**INSTRUCTIONS FOR THE TASK**
Below are some records; output all of them exactly.
========================================================================
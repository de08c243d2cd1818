//! Admin provisioning workflow
//!
//! One record: create the admin, then send the activation email.

use std::sync::Arc;

use tracing::{info, instrument, warn};

use crate::application::ApplicationError;
use crate::domain::{AdminRecord, ProvisionOutcome};
use crate::infrastructure::traits::AdminApi;

/// Service turning an `AdminRecord` into a `ProvisionOutcome`.
#[derive(Clone)]
pub struct ProvisioningService {
    api: Arc<dyn AdminApi>,
}

impl ProvisioningService {
    pub fn new(api: Arc<dyn AdminApi>) -> Self {
        Self { api }
    }

    /// Create one admin and trigger its activation email.
    ///
    /// Never fails: remote errors become `CreateFailed` or `ActivationFailed`.
    /// Activation is only attempted when creation returned an id.
    #[instrument(skip(self, record), fields(email = %record.email))]
    pub fn provision_one(&self, record: &AdminRecord) -> ProvisionOutcome {
        let admin_id = match self.api.create_admin(record) {
            Ok(id) => id,
            Err(e) => {
                warn!("create failed for {}: {}", record.email, e);
                return ProvisionOutcome::CreateFailed {
                    reason: reason_of(e),
                };
            }
        };
        info!("created admin {} ({})", record.name, admin_id);

        match self.api.send_activation_email(&admin_id) {
            Ok(()) => ProvisionOutcome::Created(admin_id),
            Err(e) => {
                warn!("activation failed for {}: {}", admin_id, e);
                ProvisionOutcome::ActivationFailed {
                    admin_id,
                    reason: reason_of(e),
                }
            }
        }
    }
}

/// Strip the variant prefix from remote errors, keep everything else verbatim.
fn reason_of(err: ApplicationError) -> String {
    match err {
        ApplicationError::RemoteCreate { reason }
        | ApplicationError::RemoteActivation { reason, .. }
        | ApplicationError::RemoteList { reason } => reason,
        other => other.to_string(),
    }
}
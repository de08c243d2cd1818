//! I/O boundary traits for testability
//!
//! These traits abstract external I/O operations, allowing services
//! to be tested with mock implementations.

use std::io::{self, BufRead, Read, Write};
use std::path::Path;

use crate::application::ApplicationResult;
use crate::domain::{AdminId, AdminRecord, User};

/// Filesystem abstraction for testability.
pub trait FileSystem: Send + Sync {
    /// Read file contents to string.
    fn read_to_string(&self, path: &Path) -> io::Result<String>;

    /// Open a file for streaming reads.
    fn open(&self, path: &Path) -> io::Result<Box<dyn Read>>;

    /// Create (or truncate) a file for writing.
    fn create(&self, path: &Path) -> io::Result<Box<dyn Write>>;

    /// Check if path exists.
    fn exists(&self, path: &Path) -> bool;
}

/// Line-oriented prompt abstraction for interactive input.
pub trait Prompter: Send + Sync {
    /// Show `prompt` and read one line.
    /// Returns None at end of input.
    fn ask(&self, prompt: &str) -> io::Result<Option<String>>;
}

/// The remote administration API.
///
/// Every call is a single attempt; errors come back as
/// `RemoteCreate`, `RemoteActivation` or `RemoteList`.
pub trait AdminApi: Send + Sync {
    /// Create an admin and return its id.
    fn create_admin(&self, record: &AdminRecord) -> ApplicationResult<AdminId>;

    /// Send the activation-link email for a freshly created admin.
    fn send_activation_email(&self, admin_id: &AdminId) -> ApplicationResult<()>;

    /// Fetch all users with their phones, draining pagination.
    fn list_users_with_phones(&self) -> ApplicationResult<Vec<User>>;
}

// ============================================================
// REAL IMPLEMENTATIONS
// ============================================================

/// Real filesystem implementation.
#[derive(Debug, Default)]
pub struct RealFileSystem;

impl FileSystem for RealFileSystem {
    fn read_to_string(&self, path: &Path) -> io::Result<String> {
        std::fs::read_to_string(path)
    }

    fn open(&self, path: &Path) -> io::Result<Box<dyn Read>> {
        Ok(Box::new(io::BufReader::new(std::fs::File::open(path)?)))
    }

    fn create(&self, path: &Path) -> io::Result<Box<dyn Write>> {
        Ok(Box::new(io::BufWriter::new(std::fs::File::create(path)?)))
    }

    fn exists(&self, path: &Path) -> bool {
        path.exists()
    }
}

/// Real prompter reading from stdin, prompting on stdout.
#[derive(Debug, Default)]
pub struct StdinPrompter;

impl Prompter for StdinPrompter {
    fn ask(&self, prompt: &str) -> io::Result<Option<String>> {
        use colored::Colorize;

        print!("{} ", prompt.cyan());
        io::stdout().flush()?;

        let mut line = String::new();
        let read = io::stdin().lock().read_line(&mut line)?;
        if read == 0 {
            return Ok(None);
        }
        Ok(Some(line.trim_end_matches(['\r', '\n']).to_string()))
    }
}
========================================================================
**PROBLEM SOLUTION**
repository de08c243d2cd1818
//! Admin provisioning workflow
//!
//! One record: create the admin, then send the activation email.

use std::sync::Arc;

use tracing::{info, instrument, warn};

use crate::application::ApplicationError;
use crate::domain::{AdminRecord, ProvisionOutcome};
use crate::infrastructure::traits::AdminApi;

/// Service turning an `AdminRecord` into a `ProvisionOutcome`.
#[derive(Clone)]
pub struct ProvisioningService {
    api: Arc<dyn AdminApi>,
}

impl ProvisioningService {
    pub fn new(api: Arc<dyn AdminApi>) -> Self {
        Self { api }
    }

    /// Create one admin and trigger its activation email.
    ///
    /// Never fails: remote errors become `CreateFailed` or `ActivationFailed`.
    /// Activation is only attempted when creation returned an id.
    #[instrument(skip(self, record), fields(email = %record.email))]
    pub fn provision_one(&self, record: &AdminRecord) -> ProvisionOutcome {
        let admin_id = match self.api.create_admin(record) {
            Ok(id) => id,
            Err(e) => {
                warn!("create failed for {}: {}", record.email, e);
                return ProvisionOutcome::CreateFailed {
                    reason: reason_of(e),
                };
            }
        };
        info!("created admin {} ({})", record.name, admin_id);

        match self.api.send_activation_email(&admin_id) {
            Ok(()) => ProvisionOutcome::Created(admin_id),
            Err(e) => {
                warn!("activation failed for {}: {}", admin_id, e);
                ProvisionOutcome::ActivationFailed {
                    admin_id,
                    reason: reason_of(e),
                }
            }
        }
    }
}

/// Strip the variant prefix from remote errors, keep everything else verbatim.
fn reason_of(err: ApplicationError) -> String {
    match err {
        ApplicationError::RemoteCreate { reason }
        | ApplicationError::RemoteActivation { reason, .. }
        | ApplicationError::RemoteList { reason } => reason,
        other => other.to_string(),
    }
}
repository de08c243d2cd1818
//! I/O boundary traits for testability
//!
//! These traits abstract external I/O operations, allowing services
//! to be tested with mock implementations.

use std::io::{self, BufRead, Read, Write};
use std::path::Path;

use crate::application::ApplicationResult;
use crate::domain::{AdminId, AdminRecord, User};

/// Filesystem abstraction for testability.
pub trait FileSystem: Send + Sync {
    /// Read file contents to string.
    fn read_to_string(&self, path: &Path) -> io::Result<String>;

    /// Open a file for streaming reads.
    fn open(&self, path: &Path) -> io::Result<Box<dyn Read>>;

    /// Create (or truncate) a file for writing.
    fn create(&self, path: &Path) -> io::Result<Box<dyn Write>>;

    /// Check if path exists.
    fn exists(&self, path: &Path) -> bool;
}

/// Line-oriented prompt abstraction for interactive input.
pub trait Prompter: Send + Sync {
    /// Show `prompt` and read one line.
    /// Returns None at end of input.
    fn ask(&self, prompt: &str) -> io::Result<Option<String>>;
}

/// The remote administration API.
///
/// Every call is a single attempt; errors come back as
/// `RemoteCreate`, `RemoteActivation` or `RemoteList`.
pub trait AdminApi: Send + Sync {
    /// Create an admin and return its id.
    fn create_admin(&self, record: &AdminRecord) -> ApplicationResult<AdminId>;

    /// Send the activation-link email for a freshly created admin.
    fn send_activation_email(&self, admin_id: &AdminId) -> ApplicationResult<()>;

    /// Fetch all users with their phones, draining pagination.
    fn list_users_with_phones(&self) -> ApplicationResult<Vec<User>>;
}

// ============================================================
// REAL IMPLEMENTATIONS
// ============================================================

/// Real filesystem implementation.
#[derive(Debug, Default)]
pub struct RealFileSystem;

impl FileSystem for RealFileSystem {
    fn read_to_string(&self, path: &Path) -> io::Result<String> {
        std::fs::read_to_string(path)
    }

    fn open(&self, path: &Path) -> io::Result<Box<dyn Read>> {
        Ok(Box::new(io::BufReader::new(std::fs::File::open(path)?)))
    }

    fn create(&self, path: &Path) -> io::Result<Box<dyn Write>> {
        Ok(Box::new(io::BufWriter::new(std::fs::File::create(path)?)))
    }

    fn exists(&self, path: &Path) -> bool {
        path.exists()
    }
}

/// Real prompter reading from stdin, prompting on stdout.
#[derive(Debug, Default)]
pub struct StdinPrompter;

impl Prompter for StdinPrompter {
    fn ask(&self, prompt: &str) -> io::Result<Option<String>> {
        use colored::Colorize;

        print!("{} ", prompt.cyan());
        io::stdout().flush()?;

        let mut line = String::new();
        let read = io::stdin().lock().read_line(&mut line)?;
        if read == 0 {
            return Ok(None);
        }
        Ok(Some(line.trim_end_matches(['\r', '\n']).to_string()))
    }
}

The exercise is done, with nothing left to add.